A structured set of objections, weighed in public.

Desk editor's note, referee report, simulated authors' rebuttal, and a circularity audit. Tearing a paper down is the easy half of reading it; the pith above is the substance, this is the friction.

Referee Report

3 major / 2 minor

Summary. The paper claims that instruction-following audio language models for speech emotion recognition can be probed for grounded cue use by appending six eGeMAPS-derived acoustic concept tokens (energy, pitch, dynamics, brightness, formants, voice quality) to the textual prompt while leaving the raw audio input unchanged. On FAU-Aibo and IEMOCAP, aligned tokens raise unweighted average recall relative to shuffled, conflicting, or corrupted tokens; perturbations shift confusions toward neutral but do not cause collapse, which the authors interpret as evidence that models remain partly anchored to the audio signal while remaining sensitive to the symbolic cue channel.

Significance. If the central empirical pattern survives controls that isolate text-internal consistency from audio integration, the work supplies a lightweight, token-only intervention technique for testing cue alignment, robustness, and interpretability in ALM-based affective computing. The approach is directly applicable to existing instruction-tuned models and does not require new architectures or training.

major comments (3)
  1. [Abstract / §3] Abstract and §3 (experimental setup): all reported interventions alter only the textual prompt while the audio waveform remains identical. No text-only baseline, audio-only baseline, or attention-map analysis is described that would distinguish whether UAR changes arise from audio-grounded cue integration or from internal textual consistency/conflict alone. This distinction is load-bearing for the claim that the models are 'partly anchored to the audio signal.'
  2. [§4] §4 (results): the abstract states that 'predictions do not collapse under strong token perturbations,' yet no quantitative measure of the residual audio contribution (e.g., performance gap between audio+aligned-text vs. text-only or audio-only) is supplied. Without such a decomposition, the non-collapse observation cannot be unambiguously attributed to audio anchoring rather than model robustness to prompt noise.
  3. [§3.1] §3.1 (token construction): the selection of exactly six eGeMAPS-derived concepts is presented without ablation or justification against alternative feature groupings.

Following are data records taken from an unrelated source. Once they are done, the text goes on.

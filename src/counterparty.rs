// ===============================
// src/counterparty.rs
// ===============================
//
// Mock counterparty session, berdiri di posisi session engine:
// - logon, lalu kirim QuoteRequest berkala (size acak 100..=10_000)
// - sesekali NewOrderSingle (tipe yang belum didukung)
// - sesekali QuoteRequest tanpa SecurityID (field hilang)
// - log setiap Quote yang diterima
// - logout saat shutdown
//
use rand::Rng;
use rust_decimal::Decimal;
use tokio::{
    sync::{mpsc, watch},
    time::{interval, Duration, MissedTickBehavior},
};
use tracing::{info, warn};

use crate::builder::OutboundMessage;
use crate::domain::{msg_type, tag, InboundMessage, SessionHandle};
use crate::session::SessionEvent;

const INSTRUMENTS: [(&str, &str); 4] = [
    ("IBM", "US4592001014"),
    ("AAPL", "US0378331005"),
    ("MSFT", "US5949181045"),
    ("NVDA", "US67066G1040"),
];

/// One request from the counterparty; `seq` makes the ids unique per session.
pub fn next_message(seq: u64, target: &str, rng: &mut impl Rng) -> InboundMessage {
    let (symbol, security_id) = INSTRUMENTS[rng.gen_range(0..INSTRUMENTS.len())];
    let size = Decimal::from(rng.gen_range(100..=10_000u32));

    match rng.gen_range(0..20) {
        0 | 1 => InboundMessage::of_type(msg_type::NEW_ORDER_SINGLE)
            .with_field(tag::CL_ORD_ID, format!("{target}-CL{seq}"))
            .with_field(tag::SYMBOL, symbol)
            .with_field(tag::ORDER_QTY, size),
        2 => InboundMessage::of_type(msg_type::QUOTE_REQUEST)
            .with_field(tag::QUOTE_REQ_ID, format!("{target}-QR{seq}"))
            .with_field(tag::SYMBOL, symbol)
            .with_field(tag::ORDER_QTY, size),
        _ => InboundMessage::of_type(msg_type::QUOTE_REQUEST)
            .with_field(tag::QUOTE_REQ_ID, format!("{target}-QR{seq}"))
            .with_field(tag::SYMBOL, symbol)
            .with_field(tag::SECURITY_ID, security_id)
            .with_field(tag::ORDER_QTY, size),
    }
}

pub async fn run_mock(
    session: SessionHandle,
    events: mpsc::Sender<SessionEvent>,
    every_ms: u64,
    mut shutdown: watch::Receiver<bool>,
) {
    let (out_tx, mut out_rx) = mpsc::channel::<OutboundMessage>(1024);
    if events
        .send(SessionEvent::Connected { session: session.clone(), outbound: out_tx })
        .await
        .is_err()
    {
        warn!(%session, "mock: engine gone before logon");
        return;
    }

    let mut tick = interval(Duration::from_millis(every_ms.max(1)));
    tick.set_missed_tick_behavior(MissedTickBehavior::Delay);
    let mut seq: u64 = 0;

    loop {
        tokio::select! {
            _ = shutdown.changed() => break,
            _ = tick.tick() => {
                seq += 1;
                // jangan simpan ThreadRng melewati .await
                let msg = next_message(seq, &session.target_comp_id, &mut rand::thread_rng());
                if events.send(SessionEvent::Inbound(msg, session.clone())).await.is_err() {
                    return;
                }
            }
            Some(out) = out_rx.recv() => match &out {
                OutboundMessage::Quote(q) => info!(
                    %session,
                    quote_id = %q.quote_id,
                    bid_px = %q.bid_px,
                    qty = %q.quantity,
                    "mock: quote received"
                ),
                other => info!(%session, msg_type = other.msg_type(), "mock: message received"),
            },
        }
    }

    let _ = events.send(SessionEvent::Disconnected(session)).await;
}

Because the free parameter 'selection of six acoustic concepts' directly determines the token set, the reported performance differences are not parameter-free and the robustness claim is tied to this particular choice.
minor comments (2)
  1. [§3] The manuscript should report the exact prompt templates, the precise mapping from eGeMAPS features to token strings, and the statistical test used for UAR differences (including confidence intervals or p-values).
  2. [Figures] Figure captions and axis labels should explicitly state whether error bars represent standard deviation across seeds, folds, or runs.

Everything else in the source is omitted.